Pesticides : il est temps d'agir !

« On meurt déjà des pesticides en Corrèze, comme dans d'autres régions », s'alarment Jean-Pierre Frachet (Appel des médecins limousins), Fabrice Micouraud (ONGF), Corinne Morel Darleux (tête de liste Front de Gauche aux européennes Massif Central - Centre) et Pascale Rome (conseillère régionale Limousin). Ils réclament une réorientation des politiques locales, nationales et européennes.

« On meurt déjà des pesticides en Corrèze, comme dans d'autres régions », s'alarment Jean-Pierre Frachet (Appel des médecins limousins), Fabrice Micouraud (ONGF), Corinne Morel Darleux (tête de liste Front de Gauche aux européennes Massif Central - Centre) et Pascale Rome (conseillère régionale Limousin). Ils réclament une réorientation des politiques locales, nationales et européennes.





Alors que la nocivité des pesticides sur l'environnement (pollution des eaux et des sols) et sur la santé humaine est désormais avérée, rien ne semble avancer. On continue en Corrèze de traiter entre mars et octobre des pommeraies proches parfois de moins de 50 mètres des habitations. Certaines sont à une dizaine de mètres des traitements et reçoivent des produits jusque sous les fenêtres des maisons ! Et pour cause, les documents d'urbanisme prévoient de ne pas construire à 50 mètres des vergers mais ce n'est pas une réglementation opposable au droit.. 

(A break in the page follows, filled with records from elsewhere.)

//! Script discovery
//!
//! Walks the script root and turns every script file into a capability
//! candidate with a stable identifier and statically extracted metadata.
//! A file that cannot be read or parsed is skipped with a warning; it never
//! aborts the walk.
use anyhow::{Context, Result};
use glob::Pattern;
use std::collections::BTreeMap;
use std::fs;
use std::path::{Component, Path, PathBuf};
use walkdir::WalkDir;

use super::metadata::{MetadataExtractor, ScriptMetadata};
use super::registry::PROTECTED_CAPABILITIES;

/// Replaces path separators in capability identifiers
pub const IDENTIFIER_DELIMITER: &str = "__";

/// A script file found during a discovery pass
#[derive(Debug, Clone, PartialEq)]
pub struct DiscoveredScript {
    pub identifier: String,
    pub path: PathBuf,
    pub metadata: ScriptMetadata,
}

pub struct ScriptDiscovery {
    root: PathBuf,
    extension: String,
    exclude: Vec<Pattern>,
    extractor: MetadataExtractor,
}

impl ScriptDiscovery {
    pub fn new(root: impl Into<PathBuf>, extension: impl Into<String>) -> Self {
        Self {
            root: root.into(),
            extension: extension.into(),
            exclude: Vec::new(),
            extractor: MetadataExtractor::new(),
        }
    }

    /// Skip relative paths matching any of the given glob patterns
    pub fn with_exclude(mut self, patterns: &[String]) -> Result<Self> {
        self.exclude = patterns
            .iter()
            .map(|p| Pattern::new(p).with_context(|| format!("Invalid exclude pattern: {}", p)))
            .collect::<Result<_>>()?;
        Ok(self)
    }

    pub fn root(&self) -> &Path {
        &self.root
    }

    pub fn extension(&self) -> &str {
        &self.extension
    }

    /// Scan the script root and return every registrable script, ordered by identifier
    pub fn discover(&self) -> Result<Vec<DiscoveredScript>> {
        if !self.root.is_dir() {
            tracing::warn!(
                operation = "discover",
                root = %self.root.display(),
                "Script directory does not exist, no capabilities registered"
            );
            return Ok(Vec::new());
        }

        let mut discovered: BTreeMap<String, DiscoveredScript> = BTreeMap::new();

        let walker = WalkDir::new(&self.root)
            .follow_links(false)
            .sort_by_file_name();

        for entry in walker {
            let entry = match entry {
                Ok(entry) => entry,
                Err(e) => {
                    tracing::warn!(operation = "discover", error = %e, "Failed to read directory entry");
                    continue;
                }
            };

            if !entry.file_type().is_file() {
                continue;
            }

            let path = entry.path();
            let Some(identifier) = capability_id(&self.root, path, &self.extension) else {
                continue;
            };

            if self.is_excluded(path) {
                tracing::debug!(path = %path.display(), "excluded from discovery");
                continue;
            }

            if PROTECTED_CAPABILITIES.contains(&identifier.as_str()) {
                tracing::warn!(
                    path = %path.display(),
                    capability = %identifier,
                    "Script name clashes with a built-in capability, skipping"
                );
                continue;
            }

            if let Some(existing) = discovered.get(&identifier) {
                tracing::warn!(
                    path = %path.display(),
                    capability = %identifier,
                    existing = %existing.path.display(),
                    "Duplicate capability identifier, skipping"
                );
                continue;
            }

            match self.load(path, &identifier) {
                Ok(metadata) => {
                    discovered.insert(
                        identifier.clone(),
                        DiscoveredScript {
                            identifier,
                            path: path.to_path_buf(),
                            metadata,
                        },
                    );
                }
                Err(e) => {
                    tracing::warn!(
                        path = %path.display(),
                        error = %e,
                        "Failed to register script, skipping"
                    );
                }
            }
        }

        Ok(discovered.into_values().collect())
    }

    fn load(&self, path: &Path, identifier: &str) -> Result<ScriptMetadata> {
        let contents = fs::read_to_string(path)
            .with_context(|| format!("Failed to read script: {}", path.display()))?;

        let metadata = self.extractor.extract(
            &contents,
            &path.display().to_string(),
            identifier,
        )?;

        Ok(metadata)
    }

    fn is_excluded(&self, path: &Path) -> bool {
        let Ok(relative) = path.strip_prefix(&self.root) else {
            return false;
        };
        self.exclude.iter().any(|p| p.matches_path(relative))
    }
}

/// Derive the capability identifier for a script path.
///
/// `sub/dir/task.rhai` under `root` becomes `sub__dir__task`. Returns `None`
/// for paths outside `root` or without the script extension.
pub fn capability_id(root: &Path, path: &Path, extension: &str) -> Option<String> {
    if path.extension()? != extension {
        return None;
    }

    let relative = path.strip_prefix(root).ok()?.with_extension("");

    let parts = relative
        .components()
        .map(|c| match c {
            Component::Normal(part) => part.to_str(),
            _ => None,
        })
        .collect::<Option<Vec<_>>>()?;

    if parts.is_empty() {
        return None;
    }

    Some(parts.join(IDENTIFIER_DELIMITER))
}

40 à 50 traitements par an de produits dangereux, à proximité de lieux de vie, sans protection ni pour les habitants ni pour les agriculteurs.
Et pourtant...

Depuis de nombreuses années les rapports de l'Inserm, le dernier en  2013, pointent la dangerosité des pesticides sur la santé. Des agriculteurs victimes de cancers, leucémie, parkinson, myélome se battent pour être reconnus en maladie professionnelle suite à leur exposition aux pesticides. En mars 2013, un appel de 150 médecins limousins (près de 250 aujourd'hui) a tiré la sonnette d'alarme sur l'augmentation des maladies chroniques chez leurs patients (cancers, troubles de la fertilité, maladies neurologiques, diabètes, obésités, malformations..), et exprimé l'inquiétude de beaucoup sur ces produits toxiques utilisés sans véritable contrôle. Il a relayé en cela le travail de longue haleine des lanceurs d'alertes que sont les associations telles ONGF, sur le territoire d'Allassac, en Corrèze. Les inquiétudes sont nombreuses : malgré ces multiples appels, les épandages continuent. On sait pourtant que de nombreux pesticides sont des perturbateurs endocriniens dont l'effet ne dépend pas de la dose reçue mais de la période d'exposition, et dont l'effet s'ajoutent à ceux d'autres substances. On sait que les enfants et les femmes enceintes sont particulièrement vulnérables.

Il ne s'agit pas de s'opposer à une profession, que nous considérons victime d'un modèle de production qui la contraint à une rentabilité toujours plus grande pour coller aux impératifs de la grande distribution dans un marché européen qui a abandonné l'idée de régulation et qui préfère livrer ses paysans au dumping le plus destructeur.

Mais il s'agit de faire œuvre de responsabilité face à la catastrophe sanitaire qui se joue sous nos yeux. On meurt déjà des pesticides en Corrèze, comme dans d'autres régions de production.

Nous exigeons au niveau local que les maires s'engagent à protéger les populations qu'ils administrent par des arrêtés anti pesticides.

Nous exigeons au niveau régional l'arrêt des financements accordés aux productions qui utilisent massivement des pesticides et leur réorientation vers des aides à la conversion.

Nous nous félicitons de l'arrêt des dérogations à l'interdiction de l'épandage aérien, mais continuons d'exiger au niveau national:

  • la garantie que les autorisations de mise sur le marché (AMM) soient conformes à l'intérêt général, grâce à des tests réalisés par des laboratoires indépendants et par leur délivrance conjointe par les trois ministères concernés : Santé, Environnement, Agriculture
  • que l'Etat fasse appliquer les réglementations existantes en renforçant les contrôles sur l'usage des pesticides toxiques
  • qu'il engage la transition agricole vers un modèle plus respectueux de l'environnement et des hommes par un investissement public conséquent vers l'agriculture paysanne et biologique.

Nous exigeons au niveau européen :

  • un véritable “verdissement” de la Politique Agricole Commune qui réoriente les aides vers les modèles de polyculture paysanne et vers celles et ceux qui dans les petites exploitations en ont vraiment besoin
  • une directive qui interdise l'usage des perturbateurs endocriniens sans céder aux arguties de l'industrie.